§ **PROBLEM STATEMENT**:
Each line that includes "copies" must be copied from the records.
START SOURCE DATA
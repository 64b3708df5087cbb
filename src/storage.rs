//! The content repository: sqlite-backed persistence for records, imported
//! sheets, and import logs.
//!
//! One database file holds everything:
//!
//! ```text
//! <root>/repository.sqlite
//!   record      # published records and working copies, JSON payloads
//!   sheet       # imported sheets: definition snapshot + row snapshot
//!   import_log  # one audit row per batch execution
//! ```
//!
//! Batch writes go through [`WriteScope`], which isolates one import batch
//! from concurrent writers while letting each record publish succeed or
//! fail on its own.

mod logs;
mod records;
mod sheets;

use std::{
    fs, io,
    path::{Path, PathBuf},
};

use rusqlite::Connection;
use uuid::Uuid;

use crate::model::StagedRecord;

pub use records::StoredRecord;

/// Errors that can occur during storage operations.
#[derive(Debug, thiserror::Error)]
pub enum StorageError {
    #[error("sheet not found: {0}")]
    SheetNotFound(Uuid),

    #[error("sheet already exists: {0}")]
    SheetAlreadyExists(Uuid),

    #[error("corrupt stored data: {0}")]
    Corrupt(String),

    #[error("I/O error: {0}")]
    Io(#[from] io::Error),

    #[error("database error: {0}")]
    Database(#[from] rusqlite::Error),

    #[error("JSON error: {0}")]
    Json(#[from] serde_json::Error),
}

pub type Result<T> = core::result::Result<T, StorageError>;

/// Errors publishing a single record. The batch isolates these to the
/// record that raised them.
#[derive(Debug, thiserror::Error)]
pub enum PublishError {
    #[error("{0}")]
    Validation(String),

    #[error("local path {path} is already claimed by {other}")]
    DuplicatePath { path: String, other: Uuid },

    #[error(transparent)]
    Storage(#[from] StorageError),
}

const SCHEMA: &str = "
CREATE TABLE IF NOT EXISTS record (
    id           TEXT PRIMARY KEY,
    record_type  TEXT NOT NULL,
    import_key   TEXT,
    published    INTEGER NOT NULL DEFAULT 0,
    data         TEXT NOT NULL,
    published_at TEXT,
    published_by TEXT
);
CREATE INDEX IF NOT EXISTS record_identity ON record (record_type, import_key);

CREATE TABLE IF NOT EXISTS sheet (
    id         TEXT PRIMARY KEY,
    name       TEXT NOT NULL,
    definition TEXT NOT NULL,
    rows       TEXT NOT NULL,
    created_at TEXT NOT NULL,
    synced_at  TEXT
);

CREATE TABLE IF NOT EXISTS import_log (
    id              TEXT PRIMARY KEY,
    object_id       TEXT NOT NULL,
    submission_date TEXT NOT NULL,
    submitted_by    TEXT NOT NULL,
    status          TEXT NOT NULL,
    errors          TEXT NOT NULL
);
CREATE INDEX IF NOT EXISTS import_log_object ON import_log (object_id, submission_date);
";

/// The repository database.
pub struct Storage {
    conn: Connection,
}

impl Storage {
    /// Opens the repository database under the given root directory,
    /// creating the directory and schema if needed.
    pub fn new(root: impl Into<PathBuf>) -> Result<Self> {
        let root = root.into();
        fs::create_dir_all(&root)?;
        Self::open(&root.join("repository.sqlite"))
    }

    /// Returns the default storage root: `~/.stevedore/`.
    pub fn default_root() -> Option<PathBuf> {
        dirs::home_dir().map(|h| h.join(".stevedore"))
    }

    fn open(path: &Path) -> Result<Self> {
        let conn = Connection::open(path)?;
        conn.execute_batch(SCHEMA)?;
        Ok(Self { conn })
    }

    /// Begins the batch-level isolated-write scope.
    ///
    /// The scope holds an immediate transaction, keeping this batch's
    /// partial writes from interleaving with concurrent writers until
    /// [`WriteScope::commit`] flushes them. Dropping the scope without
    /// committing rolls the whole batch back.
    pub fn begin_isolated_writes(&self) -> Result<WriteScope<'_>> {
        self.conn.execute_batch("BEGIN IMMEDIATE")?;
        Ok(WriteScope {
            storage: self,
            committed: false,
        })
    }
}

/// Scoped isolated-write transaction for one import batch.
///
/// Each publish runs inside its own savepoint, so a failed record rolls
/// back only itself and previously published records in the same batch
/// survive. Release is guaranteed on every exit path: `commit` flushes,
/// drop rolls back.
pub struct WriteScope<'a> {
    storage: &'a Storage,
    committed: bool,
}

impl WriteScope<'_> {
    /// Publishes one staged record as its own atomic unit.
    ///
    /// Validation or duplicate-path failures roll back the record's
    /// savepoint and leave the rest of the batch untouched.
    pub fn publish(
        &self,
        record: &StagedRecord,
        site: Option<&str>,
        actor: &str,
    ) -> core::result::Result<(), PublishError> {
        let conn = &self.storage.conn;
        conn.execute_batch("SAVEPOINT publish")
            .map_err(StorageError::from)?;

        match self.storage.write_published(record, site, actor) {
            Ok(()) => {
                conn.execute_batch("RELEASE publish")
                    .map_err(StorageError::from)?;
                Ok(())
            }
            Err(e) => {
                // Undo this record only; the error itself is what matters.
                let _ = conn.execute_batch("ROLLBACK TO publish; RELEASE publish");
                Err(e)
            }
        }
    }

    /// Commits everything the batch published.
    pub fn commit(mut self) -> Result<()> {
        self.storage.conn.execute_batch("COMMIT")?;
        self.committed = true;
        Ok(())
    }
}

impl Drop for WriteScope<'_> {
    fn drop(&mut self) {
        if !self.committed {
            let _ = self.storage.conn.execute_batch("ROLLBACK");
        }
    }
}
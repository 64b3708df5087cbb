//! Record storage: identity lookups, working copies, and publishing.

use jiff::Timestamp;
use rusqlite::OptionalExtension;

use crate::model::StagedRecord;

use super::{PublishError, Result, Storage};

/// A record loaded from the repository, with its lifecycle state.
#[derive(Debug, Clone)]
pub struct StoredRecord {
    pub body: StagedRecord,
    /// False for a working copy that has never been published.
    pub published: bool,
}

impl Storage {
    /// Finds a record of `record_type` by its identity key. When both a
    /// published record and a working copy carry the key, the published
    /// one wins.
    pub fn find_by_identity(
        &self,
        record_type: &str,
        key: &str,
    ) -> Result<Option<StoredRecord>> {
        let row = self
            .conn
            .query_row(
                "SELECT data, published FROM record
                 WHERE record_type = ?1 AND import_key = ?2
                 ORDER BY published DESC LIMIT 1",
                rusqlite::params![record_type, key],
                |row| {
                    Ok((
                        row.get::<_, String>(0)?,
                        row.get::<_, bool>(1)?,
                    ))
                },
            )
            .optional()?;

        let Some((data, published)) = row else {
            return Ok(None);
        };
        Ok(Some(StoredRecord {
            body: serde_json::from_str(&data)?,
            published,
        }))
    }

    /// All records of `record_type`, working copies included.
    pub fn list_records(&self, record_type: &str) -> Result<Vec<StoredRecord>> {
        let mut statement = self.conn.prepare(
            "SELECT data, published FROM record WHERE record_type = ?1 ORDER BY id",
        )?;
        let rows = statement.query_map([record_type], |row| {
            Ok((row.get::<_, String>(0)?, row.get::<_, bool>(1)?))
        })?;

        let mut records = Vec::new();
        for row in rows {
            let (data, published) = row?;
            records.push(StoredRecord {
                body: serde_json::from_str(&data)?,
                published,
            });
        }
        Ok(records)
    }

    /// Saves a record as an unpublished working copy.
    ///
    /// This is how a host system's not-yet-published lifecycle states enter
    /// the repository; the importer itself only writes through
    /// [`super::WriteScope::publish`].
    pub fn save_working_copy(&self, record: &StagedRecord) -> Result<()> {
        self.upsert(record, false, None, None)
    }

    /// Validates, normalizes, and writes one record as published. Called
    /// from within a [`super::WriteScope`] savepoint.
    pub(super) fn write_published(
        &self,
        record: &StagedRecord,
        site: Option<&str>,
        actor: &str,
    ) -> core::result::Result<(), PublishError> {
        let record = match record {
            StagedRecord::Redirect(redirect) => {
                let mut redirect = redirect.clone();
                if redirect.site.is_none() {
                    redirect.site = site.map(str::to_string);
                }
                redirect.normalize();
                redirect.validate().map_err(PublishError::Validation)?;
                self.check_duplicate_paths(&redirect)?;
                StagedRecord::Redirect(redirect)
            }
            StagedRecord::Draft(_) => record.clone(),
        };

        self.upsert(&record, true, Some(Timestamp::now()), Some(actor))?;
        Ok(())
    }

    /// A published local path must be unique across published redirects.
    fn check_duplicate_paths(
        &self,
        redirect: &crate::model::VanityRedirect,
    ) -> core::result::Result<(), PublishError> {
        for stored in self.list_records("vanity-redirect")? {
            let StagedRecord::Redirect(other) = stored.body else {
                continue;
            };
            if !stored.published || other.id == redirect.id {
                continue;
            }
            if let Some(path) = redirect.local_paths.intersection(&other.local_paths).next() {
                return Err(PublishError::DuplicatePath {
                    path: path.clone(),
                    other: other.id,
                });
            }
        }
        Ok(())
    }

    fn upsert(
        &self,
        record: &StagedRecord,
        published: bool,
        published_at: Option<Timestamp>,
        published_by: Option<&str>,
    ) -> Result<()> {
        let import_key = match record {
            StagedRecord::Redirect(redirect) => Some(redirect.import_key.clone()),
            StagedRecord::Draft(_) => None,
        };

        self.conn.execute(
            "INSERT INTO record (id, record_type, import_key, published, data, published_at, published_by)
             VALUES (?1, ?2, ?3, ?4, ?5, ?6, ?7)
             ON CONFLICT (id) DO UPDATE SET
                 import_key = excluded.import_key,
                 published = excluded.published,
                 data = excluded.data,
                 published_at = excluded.published_at,
                 published_by = excluded.published_by",
            rusqlite::params![
                record.id().to_string(),
                record.type_id(),
                import_key,
                published,
                serde_json::to_string(record)?,
                published_at.map(|t| t.to_string()),
                published_by,
            ],
        )?;
        Ok(())
    }
}
//! Stevedore configuration.
//!
//! Loaded from `~/.stevedore/config.toml`. Every value is optional; a
//! missing file just means defaults.
//!
//! The acting identity for an import is resolved through a chain:
//!
//! 1. `--as <actor>` — explicit per-command override
//! 2. `STEVEDORE_ACTOR` env var — process/session level
//! 3. `default-actor` in the config file
//!
//! Whoever triggers an import is recorded on the import log and owns the
//! drafts it produces, so an actor is required for any command that runs a
//! batch.

use std::{env, fs};

use std::path::PathBuf;

use serde::Deserialize;

/// Error message shown when no actor can be resolved.
pub const ACTOR_REQUIRED: &str = "actor required: pass --as <actor>, \
    set STEVEDORE_ACTOR, or add `default-actor = \"...\"` to ~/.stevedore/config.toml";

/// Stevedore configuration.
#[derive(Debug, Clone, Default, Deserialize)]
#[serde(rename_all = "kebab-case")]
pub struct Config {
    /// Recorded as the submitter of imports when `--as` is not provided.
    pub default_actor: Option<String>,

    /// Owner site applied to published records when `--site` is not
    /// provided.
    pub default_site: Option<String>,
}

impl Config {
    /// Loads config from `~/.stevedore/config.toml`; a missing file yields
    /// the defaults.
    pub fn load() -> Result<Self, String> {
        let Some(path) = Self::path() else {
            return Ok(Self::default());
        };

        let contents = match fs::read_to_string(&path) {
            Ok(s) => s,
            Err(e) if e.kind() == std::io::ErrorKind::NotFound => return Ok(Self::default()),
            Err(e) => return Err(format!("failed to read {}: {e}", path.display())),
        };

        toml::from_str(&contents).map_err(|e| format!("invalid config at {}: {e}", path.display()))
    }

    /// The config file path: `~/.stevedore/config.toml`.
    pub fn path() -> Option<PathBuf> {
        dirs::home_dir().map(|h| h.join(".stevedore").join("config.toml"))
    }

    /// Resolves the acting identity from the tiered resolution chain.
    pub fn resolve_actor(&self, explicit: Option<&str>) -> Result<String, String> {
        if let Some(actor) = explicit {
            return Ok(actor.to_string());
        }

        if let Ok(actor) = env::var("STEVEDORE_ACTOR")
            && !actor.is_empty()
        {
            return Ok(actor);
        }

        self.default_actor
            .clone()
            .filter(|a| !a.is_empty())
            .ok_or_else(|| ACTOR_REQUIRED.to_string())
    }

    /// Resolves the owner site: explicit flag first, then the configured
    /// default. Sites stay optional — publish validation decides whether
    /// one is required.
    pub fn resolve_site(&self, explicit: Option<&str>) -> Option<String> {
        explicit
            .map(str::to_string)
            .or_else(|| self.default_site.clone())
            .filter(|s| !s.is_empty())
    }
}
END SOURCE DATA
§ **REPLY TO THE EXERCISE**:
//!   record      # published records and working copies, JSON payloads
//! Record storage: identity lookups, working copies, and publishing.
    /// All records of `record_type`, working copies included.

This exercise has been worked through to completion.